//! idxmngr Key Encoder
//!
//! Turns a record's fields into the sortable key stored in an index.
//!
//! - **schema**: template parsing and per-schema encoding
//! - **error**: `EncodingError`
//!
//! The [`KeyEncoder`] owns the named schemas and resolves which one applies
//! to an insert: an explicit schema name first, then the index definition's
//! schema, then the raw value of the index key column.

pub mod error;
pub mod schema;

pub use error::EncodingError;
pub use schema::{KeySchema, Segment, SEGMENT_SEPARATOR};

use std::collections::HashMap;

/// Built-in speeding schema template
pub const SPEEDING_TEMPLATE: &str = "spd::{speeding:3}::{obuId}::{collectionDt}";

/// Built-in purpose schema template
pub const PURPOSE_TEMPLATE: &str = "{purpose}";

/// Registry of named key schemas
#[derive(Debug, Clone)]
pub struct KeyEncoder {
    schemas: HashMap<String, KeySchema>,
}

impl KeyEncoder {
    /// Empty registry
    pub fn new() -> Self {
        Self {
            schemas: HashMap::new(),
        }
    }

    /// Registry holding the built-in `speeding` and `purpose` schemas
    pub fn with_defaults() -> Self {
        let mut encoder = Self::new();
        for (name, template) in [("speeding", SPEEDING_TEMPLATE), ("purpose", PURPOSE_TEMPLATE)] {
            if let Ok(schema) = KeySchema::parse(name, template) {
                encoder.register(schema);
            }
        }
        encoder
    }

    /// Add or replace a schema
    pub fn register(&mut self, schema: KeySchema) {
        tracing::debug!(schema = %schema, "Registered key schema");
        self.schemas.insert(schema.name().to_string(), schema);
    }

    /// Parse and add a schema from its template
    pub fn register_template(&mut self, name: &str, template: &str) -> Result<(), EncodingError> {
        let schema = KeySchema::parse(name, template)?;
        self.register(schema);
        Ok(())
    }

    pub fn get(&self, name: &str) -> Option<&KeySchema> {
        self.schemas.get(name)
    }

    /// Schema names in sorted order
    pub fn names(&self) -> Vec<&str> {
        let mut names: Vec<&str> = self.schemas.keys().map(|s| s.as_str()).collect();
        names.sort_unstable();
        names
    }

    /// Encode with a named schema
    pub fn encode(
        &self,
        schema: &str,
        fields: &HashMap<String, String>,
        key_size: u32,
    ) -> Result<String, EncodingError> {
        self.get(schema)
            .ok_or_else(|| EncodingError::UnknownSchema(schema.to_string()))?
            .encode(fields, key_size)
    }

    /// Use the raw value of `key_column` as the key
    pub fn encode_raw(
        &self,
        key_column: &str,
        fields: &HashMap<String, String>,
        key_size: u32,
    ) -> Result<String, EncodingError> {
        let value = fields
            .get(key_column)
            .ok_or_else(|| EncodingError::MissingField(key_column.to_string()))?;
        schema::check_key_size(value, key_size)?;
        Ok(value.clone())
    }

    /// Encode using the first schema that applies.
    ///
    /// `requested` is the schema named by the caller, `default` the one
    /// attached to the index definition. With neither, the key column
    /// value is used as is.
    pub fn resolve_and_encode(
        &self,
        requested: Option<&str>,
        default: Option<&str>,
        key_column: &str,
        fields: &HashMap<String, String>,
        key_size: u32,
    ) -> Result<String, EncodingError> {
        let schema = requested
            .filter(|s| !s.is_empty())
            .or(default.filter(|s| !s.is_empty()));

        match schema {
            Some(name) => self.encode(name, fields, key_size),
            None => self.encode_raw(key_column, fields, key_size),
        }
    }
}

impl Default for KeyEncoder {
    fn default() -> Self {
        Self::with_defaults()
    }
}

#[cfg(test)]
mod tests {
    use super::*;

    fn fields(pairs: &[(&str, &str)]) -> HashMap<String, String> {
        pairs
            .iter()
            .map(|(k, v)| (k.to_string(), v.to_string()))
            .collect()
    }

    #[test]
    fn test_defaults_registered() {
        let encoder = KeyEncoder::with_defaults();
        assert_eq!(encoder.names(), vec!["purpose", "speeding"]);
    }

    #[test]
    fn test_encode_named_schema() {
        let encoder = KeyEncoder::with_defaults();
        let key = encoder
            .encode(
                "speeding",
                &fields(&[("speeding", "95"), ("obuId", "OBU1"), ("collectionDt", "t1")]),
                64,
            )
            .unwrap();
        assert_eq!(key, "spd::095::OBU1::t1");

        let key = encoder
            .encode("purpose", &fields(&[("purpose", "Research")]), 64)
            .unwrap();
        assert_eq!(key, "Research");
    }

    #[test]
    fn test_unknown_schema() {
        let encoder = KeyEncoder::with_defaults();
        let err = encoder.encode("nope", &HashMap::new(), 64).unwrap_err();
        assert_eq!(err, EncodingError::UnknownSchema("nope".to_string()));
    }

    #[test]
    fn test_custom_schema_replaces_default() {
        let mut encoder = KeyEncoder::with_defaults();
        encoder
            .register_template("speeding", "spd::{speeding:4}::{obuId}")
            .unwrap();
        let key = encoder
            .encode("speeding", &fields(&[("speeding", "95"), ("obuId", "A")]), 0)
            .unwrap();
        assert_eq!(key, "spd::0095::A");
    }

    #[test]
    fn test_resolution_order() {
        let encoder = KeyEncoder::with_defaults();
        let data = fields(&[
            ("purpose", "Research"),
            ("speeding", "70"),
            ("obuId", "O"),
            ("collectionDt", "d"),
            ("IndexableData", "raw-value"),
        ]);

        let requested = encoder
            .resolve_and_encode(Some("speeding"), Some("purpose"), "IndexableData", &data, 64)
            .unwrap();
        assert_eq!(requested, "spd::070::O::d");

        let definition = encoder
            .resolve_and_encode(None, Some("purpose"), "IndexableData", &data, 64)
            .unwrap();
        assert_eq!(definition, "Research");

        let raw = encoder
            .resolve_and_encode(Some(""), None, "IndexableData", &data, 64)
            .unwrap();
        assert_eq!(raw, "raw-value");
    }

    #[test]
    fn test_raw_key_checks() {
        let encoder = KeyEncoder::new();
        assert_eq!(
            encoder.encode_raw("col", &HashMap::new(), 8).unwrap_err(),
            EncodingError::MissingField("col".to_string())
        );
        assert!(matches!(
            encoder
                .encode_raw("col", &fields(&[("col", "0123456789")]), 8)
                .unwrap_err(),
            EncodingError::KeyTooLong { len: 10, max: 8 }
        ));
    }
}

==========

*Prompt:*
Nothing but the lines from the start of the data above through the line with "which one applies" should appear in your answer, copied exactly.

*Solution for this task:*
//! idxmngr Key Encoder
//!
//! Turns a record's fields into the sortable key stored in an index.
//!
//! - **schema**: template parsing and per-schema encoding
//! - **error**: `EncodingError`
//!
//! The [`KeyEncoder`] owns the named schemas and resolves which one applies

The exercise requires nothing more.